For the third year running Jenny Handley Promotions has recognised top restaurants, and is an interesting predictor of Eat Out Awards, even though they do not always coincide. The 2019 Awards winners and Gourmet Guide were revealed on Monday. A total of 25 restaurants and their chefs were recognised with one, two or three Plate awards.
I had to laugh in reading the media statement from Jenny Handley Promotions, placing its Plate awards on a par with Michelin stars awarded in many countries, and Chef Hat awards in Australia! In South Africa it clearly is the Eat Out Top 10 awards that local chefs aspire to, and which make their cash registers ring! The media statement alludes to this Plate award system using ‘global standards for evaluating and rewarding fine dining restaurants’, the Plate awards initially having been marketed as using Michelin inspector techniques and scoring to judge our local restaurants.

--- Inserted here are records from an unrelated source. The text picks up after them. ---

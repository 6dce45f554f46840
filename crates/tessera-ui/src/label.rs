//! Static text widget.

use tessera_skin::SkinFile;
use tessera_types::error::Result;
use tessera_types::font::MonoFont;
use tessera_types::resource::{ResourceGroup, ResourceLoader};
use tessera_types::{Color, ViewRect};

use crate::widget::{DrawContext, Widget, WidgetCore};

/// A single line of text, sized to its content.
pub struct Label {
    core: WidgetCore,
    text: String,
    font: Option<MonoFont>,
    color: Color,
}

impl Label {
    pub const DEFAULT_CATEGORY: &'static str = "Label";

    pub fn new(text: impl Into<String>) -> Self {
        Self {
            core: WidgetCore::new(),
            text: text.into(),
            font: None,
            color: Color::WHITE,
        }
    }

    /// Load font and color from the skin. `category` defaults to `Label`.
    pub fn init(
        &mut self,
        skin: &SkinFile,
        category: Option<&str>,
        loader: &mut dyn ResourceLoader,
        group: ResourceGroup,
    ) -> Result<()> {
        let category = category.unwrap_or(Self::DEFAULT_CATEGORY);
        self.color = skin.color(category, "Text")?;
        let font = skin.font(loader, group, category, "Font")?;
        self.core
            .set_size(font.measure(&self.text), font.line_height());
        self.font = Some(font);
        self.core.initialized = true;
        Ok(())
    }

    pub fn text(&self) -> &str {
        &self.text
    }

    /// Replace the text; the label resizes to fit.
    pub fn set_text(&mut self, text: impl Into<String>) {
        self.text = text.into();
        if let Some(font) = &self.font {
            self.core
                .set_size(font.measure(&self.text), font.line_height());
        }
    }
}

impl Widget for Label {
    fn core(&self) -> &WidgetCore {
        &self.core
    }

    fn core_mut(&mut self) -> &mut WidgetCore {
        &mut self.core
    }

    fn as_any(&self) -> &dyn std::any::Any {
        self
    }

    fn as_any_mut(&mut self) -> &mut dyn std::any::Any {
        self
    }

    fn draw(&self, ctx: &mut DrawContext<'_>, view: ViewRect) -> Result<()> {
        let Some(font) = &self.font else {
            return Ok(());
        };
        ctx.draw_text(
            view,
            font,
            &self.text,
            self.core.real_x(),
            self.core.real_y(),
            self.color,
        )
    }
}
use core::fmt;

use crate::block::BlockId;

/// An opaque reference to an allocation made by a [`BlockAllocator`].
///
/// A handle stays valid until it is passed to [`BlockAllocator::free`]. The
/// allocator reuses its internal block records, so every handle carries the
/// generation of the record at the time it was issued; presenting a handle
/// whose generation no longer matches is reported as a stale handle rather
/// than silently addressing some other allocation.
///
/// Handles do not identify the allocator that issued them. Passing a handle to
/// a different allocator is only detected when the index is out of range for
/// that allocator.
///
/// [`BlockAllocator`]: crate::BlockAllocator
/// [`BlockAllocator::free`]: crate::BlockAllocator::free
#[derive(Copy, Clone, Debug, PartialEq, Eq, Hash)]
#[must_use]
pub struct Handle {
    pub(crate) id: BlockId,
    pub(crate) generation: u32,
}

impl Handle {
    #[inline]
    pub(crate) fn new(id: BlockId, generation: u32) -> Handle {
        Handle { id, generation }
    }

    /// Returns the index of the block record this handle refers to.
    #[inline]
    pub fn index(&self) -> usize {
        self.id.index()
    }

    /// Returns the generation of the block record when this handle was issued.
    #[inline]
    pub fn generation(&self) -> u32 {
        self.generation
    }
}

impl fmt::Display for Handle {
    fn fmt(&self, f: &mut fmt::Formatter<'_>) -> fmt::Result {
        write!(f, "Handle({}@{})", self.id.index(), self.generation)
    }
}
#![no_main]
use arbitrary::{Arbitrary, Unstructured};
use libfuzzer_sys::fuzz_target;
use vbo_alloc::{BlockAllocator, ContractViolation};

const MAX_CAPACITY: usize = 1 << 20;
const MAX_SIZE: usize = 1 << 16;

#[derive(Clone, Debug)]
enum TrackerOp {
    Allocate(usize),
    Free(usize),
}

impl Arbitrary<'_> for TrackerOp {
    fn arbitrary(un: &mut Unstructured) -> arbitrary::Result<TrackerOp> {
        let op = if bool::arbitrary(un)? {
            TrackerOp::Allocate(usize::arbitrary(un)? % MAX_SIZE)
        } else {
            TrackerOp::Free(usize::arbitrary(un)?)
        };

        Ok(op)
    }
}

#[derive(Clone, Debug)]
struct Args {
    capacity: usize,
    ops: Vec<TrackerOp>,
}

impl Arbitrary<'_> for Args {
    fn arbitrary(un: &mut Unstructured) -> arbitrary::Result<Args> {
        let capacity = usize::arbitrary(un)? % MAX_CAPACITY;
        let ops = Vec::arbitrary(un)?;

        Ok(Args { capacity, ops })
    }
}

fuzz_target!(|args: Args| {
    let Args { capacity, ops } = args;

    let mut tracker = BlockAllocator::new(capacity);
    let mut outstanding = Vec::new();

    for op in ops {
        match op {
            TrackerOp::Allocate(size) => match tracker.allocate(size) {
                Ok(Some(handle)) => outstanding.push(handle),
                Ok(None) => assert!(size > tracker.largest_possible_allocation()),
                Err(e) => assert_eq!((size, e), (0, ContractViolation::ZeroSizeAllocation)),
            },

            TrackerOp::Free(raw_idx) => {
                if outstanding.is_empty() {
                    continue;
                }

                let idx = raw_idx % outstanding.len();
                let handle = outstanding.swap_remove(idx);
                tracker.free(handle).unwrap();
            }
        }

        tracker.verify().unwrap();
    }

    for handle in outstanding {
        tracker.free(handle).unwrap();
    }

    assert!(!tracker.has_allocations());
    tracker.verify().unwrap();
});
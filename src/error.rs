//! Error types.
//!
//! Running out of space is not an error: [`BlockAllocator::allocate`] reports
//! it by returning `Ok(None)`. The types here cover caller bugs
//! ([`ContractViolation`]) and corrupted bookkeeping
//! ([`InvariantViolation`]).
//!
//! [`BlockAllocator::allocate`]: crate::BlockAllocator::allocate

use thiserror::Error;

use crate::{Handle, Range};

/// A call that violated the allocator's preconditions.
///
/// These are always bugs in the caller. They are detected before any state is
/// modified, so the allocator remains usable after one is returned.
#[derive(Clone, Debug, PartialEq, Eq, Error)]
pub enum ContractViolation {
    /// `allocate` was called with a size of zero.
    #[error("allocation size must be nonzero")]
    ZeroSizeAllocation,

    /// The handle's index does not name any block this allocator has created.
    #[error("{handle} was not issued by this allocator")]
    ForeignHandle {
        /// The offending handle.
        handle: Handle,
    },

    /// The handle's block has since been freed and reused or merged away.
    #[error("{handle} is stale")]
    StaleHandle {
        /// The offending handle.
        handle: Handle,
    },

    /// The handle's block has already been freed.
    #[error("{handle} refers to a block that is already free")]
    AlreadyFree {
        /// The offending handle.
        handle: Handle,
    },

    /// `expand` was called with a capacity that does not exceed the current one.
    #[error("cannot expand capacity from {capacity} to {requested}")]
    NonGrowingExpand {
        /// The capacity before the call.
        capacity: usize,
        /// The requested new capacity.
        requested: usize,
    },

    /// Growing the capacity would overflow `usize`.
    #[error("growing capacity {capacity} by {additional} overflows usize")]
    CapacityOverflow {
        /// The capacity before the call.
        capacity: usize,
        /// The number of units that could not be added.
        additional: usize,
    },
}

/// A broken bookkeeping invariant, as found by [`BlockAllocator::verify`].
///
/// [`BlockAllocator::verify`]: crate::BlockAllocator::verify
#[derive(Clone, Debug, PartialEq, Eq, Error)]
pub enum InvariantViolation {
    /// The chain is empty but the capacity is not, or vice versa.
    #[error("chain presence does not match capacity {capacity}")]
    EmptyMismatch {
        /// The recorded capacity.
        capacity: usize,
    },

    /// The leftmost block does not start at offset zero or has a left link.
    #[error("leftmost block {block} is not the start of the chain")]
    BadLeftmost {
        /// The leftmost block.
        block: Range,
    },

    /// The recorded rightmost block is not the last block of the chain.
    #[error("rightmost block {block} is not the end of the chain")]
    BadRightmost {
        /// The block reached by walking the chain.
        block: Range,
    },

    /// A block in the chain has zero size.
    #[error("block at {pos} has zero size")]
    ZeroSizeBlock {
        /// The offset of the block.
        pos: usize,
    },

    /// Two consecutive blocks leave a gap or overlap.
    #[error("block {left} is not contiguous with {right}")]
    Discontiguous {
        /// The left block.
        left: Range,
        /// The right block.
        right: Range,
    },

    /// A block's right neighbour does not link back to it.
    #[error("block {block} is not the left neighbour of its right neighbour")]
    BrokenBackLink {
        /// The block whose neighbour is inconsistent.
        block: Range,
    },

    /// The sum of block sizes differs from the capacity.
    #[error("blocks cover {covered} units but capacity is {capacity}")]
    CoverageMismatch {
        /// The sum of all block sizes.
        covered: usize,
        /// The recorded capacity.
        capacity: usize,
    },

    /// Two physically adjacent blocks are both free.
    #[error("free blocks {left} and {right} were not coalesced")]
    UncoalescedFree {
        /// The left block.
        left: Range,
        /// The right block.
        right: Range,
    },

    /// A used block still carries size-bin links.
    #[error("used block {block} is linked into a size bin")]
    UsedBlockInBin {
        /// The used block.
        block: Range,
    },

    /// A recycled record was found in the chain or a bin.
    #[error("recycled record {index} is reachable")]
    RecycledReachable {
        /// The arena index of the record.
        index: usize,
    },

    /// A block found in a size bin is not free.
    #[error("bin member {block} is not free")]
    NonFreeInBin {
        /// The offending block.
        block: Range,
    },

    /// A bin head has a previous link.
    #[error("bin head {block} has a previous link")]
    BinHeadHasPrev {
        /// The bin head.
        block: Range,
    },

    /// A free block in the chain cannot be reached from the bins.
    #[error("free block {block} is missing from its size bin")]
    MissingFromBin {
        /// The unreachable block.
        block: Range,
    },

    /// A bin member's size differs from its bin's size.
    #[error("block {block} is in the bin for size {bin_size}")]
    WrongBin {
        /// The misplaced block.
        block: Range,
        /// The size of the bin it was found in.
        bin_size: usize,
    },

    /// A bin member's successor does not link back to it.
    #[error("bin member {block} is not the predecessor of its successor")]
    BrokenBinLink {
        /// The bin member.
        block: Range,
    },

    /// The bin sizes are not strictly ascending.
    #[error("bin for size {next} follows bin for size {prev}")]
    UnsortedBins {
        /// The size of the earlier bin.
        prev: usize,
        /// The size of the later bin.
        next: usize,
    },

    /// The number of free blocks in the chain differs from the number in bins.
    #[error("chain has {in_chain} free blocks but bins hold {in_bins}")]
    FreeCountMismatch {
        /// Free blocks found by walking the chain.
        in_chain: usize,
        /// Blocks found by walking the bins.
        in_bins: usize,
    },
}
//! Best-fit suballocation with eager coalescing.
//!
//! A [`BlockAllocator`] divides `[0, capacity)` into a chain of blocks, each
//! either free or used. Allocation takes the smallest free block that can hold
//! the request and splits the allocation off its low end. Freeing a block
//! merges it with any free physical neighbours, so free regions are always
//! maximal. Capacity can be grown at any time, which extends the free block at
//! the end of the buffer or appends a new one.

use alloc::vec::Vec;
use core::fmt;

use tracing::{debug, trace, warn};

use crate::{
    bins::SizeBins,
    block::{BlockArena, BlockId, BlockState},
    config::{AllocatorConfig, GrowthPolicy},
    error::{ContractViolation, InvariantViolation},
    Handle, Range,
};

/// A best-fit tracker of offsets within a growable buffer.
///
/// For a discussion of the allocation strategy, see the [crate-level
/// documentation](crate).
pub struct BlockAllocator {
    arena: BlockArena,
    bins: SizeBins,
    capacity: usize,
    leftmost: Option<BlockId>,
    rightmost: Option<BlockId>,
    growth: GrowthPolicy,
}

This is nonsense of course, when one hears that free meals are requested for owner Jenny Handley and her PA, immediately making restaurants aware of a meal being judged for an award! The media statement further states that the Plate Awards are ‘…acknowledged for its impartiality and credibility’. Once again no one has said this publicly, except Jenny Handley Promotions about its own awards! In announcing its visit, and in begging for freebies, this award system has no credibility!
Even more laughable is the concept of benchmarking our restaurants with top international Michelin star ones, using examples of a ‘seafood restaurant’ and a ‘country manor restaurant’, yet no such local restaurant equivalents appear in its list of 25!!!
“It took many years of global research to understand what sophisticated diners want in an unforgettable restaurant experience. Dining at world-class establishments has given me not only the honour of interviewing the chefs that make it happen, but also to compare our restaurants, and to be justifiably proud of our homegrown chefs,” says curator and originator of the award, Jenny Handley. ‘Rather than comparing SA restaurants and chefs to one another, the JHP Gourmet Guide benchmarks according to global icons. A seafood restaurant will be compared to, for example, Le Bernardin in New York which holds three Michelin stars and was voted number one in New York in four out of five years. A country manor restaurant could be compared to Raymond Blanc’s Belmond Le Manoir aux Quat’Saisons in Oxfordshire, holder of two Michelin stars’.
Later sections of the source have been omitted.